“Twenty years ago. It feels like forever, but I recall that day all the time,” says Kay Daniels.
By Sept. 11, 2001, Daniels had been teaching at Sarasota’s Emma E. Booker Elementary School for more than 10 years. That year, her class of 16 second-graders was honored for dramatically raising their reading test scores. Their reward? A visit from President George W. Bush. The president had arrived in Sarasota the night before and had eaten dinner at The Colony on Longboat Key with his brother, then-Gov. Jeb Bush, members of Congress and other local notables. In the morning, he headed to Booker Elementary with his entourage.
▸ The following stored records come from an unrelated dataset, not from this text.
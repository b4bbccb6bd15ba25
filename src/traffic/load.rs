//! 链路负载跟踪
//!
//! 每条有向链路一个原子计数器，记录当前已预约的累计负载。
//! 预约采用"读取-比较-交换"循环：容量检查与自增是同一个
//! 原子步骤，并发竞争同一链路的两个 worker 不可能都通过
//! 检查而合计超出容量。

use std::sync::atomic::{AtomicU32, Ordering};

use crate::graph::{NodeId, SquareMatrix};

/// 链路负载矩阵（共享可变，按单元原子更新）。
#[derive(Debug)]
pub struct LoadTracker {
    n: usize,
    cells: Vec<AtomicU32>,
}

impl LoadTracker {
    /// 创建 n×n 全零负载矩阵
    pub fn new(n: usize) -> Self {
        let mut cells = Vec::with_capacity(n * n);
        cells.resize_with(n * n, || AtomicU32::new(0));
        Self { n, cells }
    }

    /// 节点数
    pub fn n(&self) -> usize {
        self.n
    }

    /// 当前负载（瞬时读取）
    pub fn current(&self, from: NodeId, to: NodeId) -> u32 {
        self.cells[from.0 * self.n + to.0].load(Ordering::Relaxed)
    }

    /// 原子检查并预约：若 `当前负载 + size ≤ cap` 则预约成功。
    ///
    /// 失败不留任何副作用。任何时刻单元值都不会超过该链路容量。
    pub fn try_reserve(&self, from: NodeId, to: NodeId, size: u32, cap: u32) -> bool {
        let cell = &self.cells[from.0 * self.n + to.0];
        let mut cur = cell.load(Ordering::Relaxed);
        loop {
            if size > cap || cur > cap - size {
                return false;
            }
            match cell.compare_exchange_weak(cur, cur + size, Ordering::Relaxed, Ordering::Relaxed)
            {
                Ok(_) => return true,
                Err(seen) => cur = seen,
            }
        }
    }

    /// 拍一份普通矩阵快照（仿真结束后用于报告与校验）
    pub fn snapshot(&self) -> SquareMatrix {
        let flat: Vec<u32> = self
            .cells
            .iter()
            .map(|c| c.load(Ordering::Relaxed))
            .collect();
        SquareMatrix::from_rows(self.n, flat)
    }
}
Nerves were high as former student Natalia Pinkney, now 27, walked to school, in awe of the limousines outside. Only authorized media outlets were present in the classroom, where students read the story The Pet Goat to the president, who sat at the front.
“I was nervous to read in front of him,” says Dinasty Brown, another student in Daniels’ classroom that day. “Even at 7 years old, I knew what an honor it was.” Bush was promoting his No Child Left Behind Act, an education program to boost underprivileged communities.
Halfway through the reading, White House Chief of Staff Andrew Card approached the president and whispered in his ear. Daniels remembers cameras flashing and Bush’s face going from bright to grim. The kids remained unaware of the shift in tone and continued reading.
“I’m glad he let us finish,” says Brown. “It made us feel calm and appreciated.” After the reading, Bush swiftly exited, and silence fell on the room. Bush already knew that a plane had crashed into one of the buildings that made up the World Trade Center. The whisper in his ear told him that a second plane had crashed into the second tower, leaving no doubt that America was under attack.
Daniels was rushed to Bush’s makeshift media office and shown a monitor with scenes of a burning building, billowing smoke and people screaming. She asked where the building was, and the president responded, “New York City.”
“My heart sank,” says Daniels. “I can still feel the pain, realizing people were in the buildings.” Then she addressed the students, who did not cry but were confused. Daniels did not show them any media coverage for fear of traumatizing them. Instead, she sang a gospel song, “Hold On (Change is Comin’),” to comfort them.
“Some reports falsely claim that we were shown the news on television,” says Pinkney. “But that is not true. I didn’t know more until I got home, when my mom was glued to the TV.”
Nearly 3,000 people died and roughly 25,000 people were injured during the 9/11 attacks. The War on Terror, which was launched shortly after 9/11, has lasted for nearly two decades. The last American troops left Afghanistan on Aug. 30, 2021.
Not only did America change, but so did the lives of the students and adults at Booker. Some, including late principal Gwendolyn Tose-Rigell, saw the historical importance.
“It does set [Booker] apart,” said Tose-Rigell in a 2002 interview. “There was another spot on earth affected by this, and it’s a more tender spot because it affected children. This school has an important place in American history.”
For Daniels, teaching about terrorism in age-appropriate ways became part of her life. She still teaches 9/11 lessons to her Booker middle-schoolers and keeps in touch with most students from that 2001 second-grade class, serving as a mentor and shoulder to cry on when reliving their shared trauma.
“I know it sounds crazy, but I feel like I was chosen in a way,” says Brown, now 27. “To be with the president and a part of history.” Brown went on to graduate from Florida State University and now owns a social media business in Dallas, Texas. Pinkney graduated from Southeast High School and Bethune Cookman University. She runs a babysitting business in Sarasota and feels it’s her duty to help raise a new generation of kids, just as Daniels did. “I want to teach with the grace and kindness that Ms. Daniels gave us,” she says.
In honor of 9/11 and Tose-Rigell’s commitment to education, Daniels started the Gwendolyn Tose-Rigell Scholarship Fund, to support the education of all Booker students.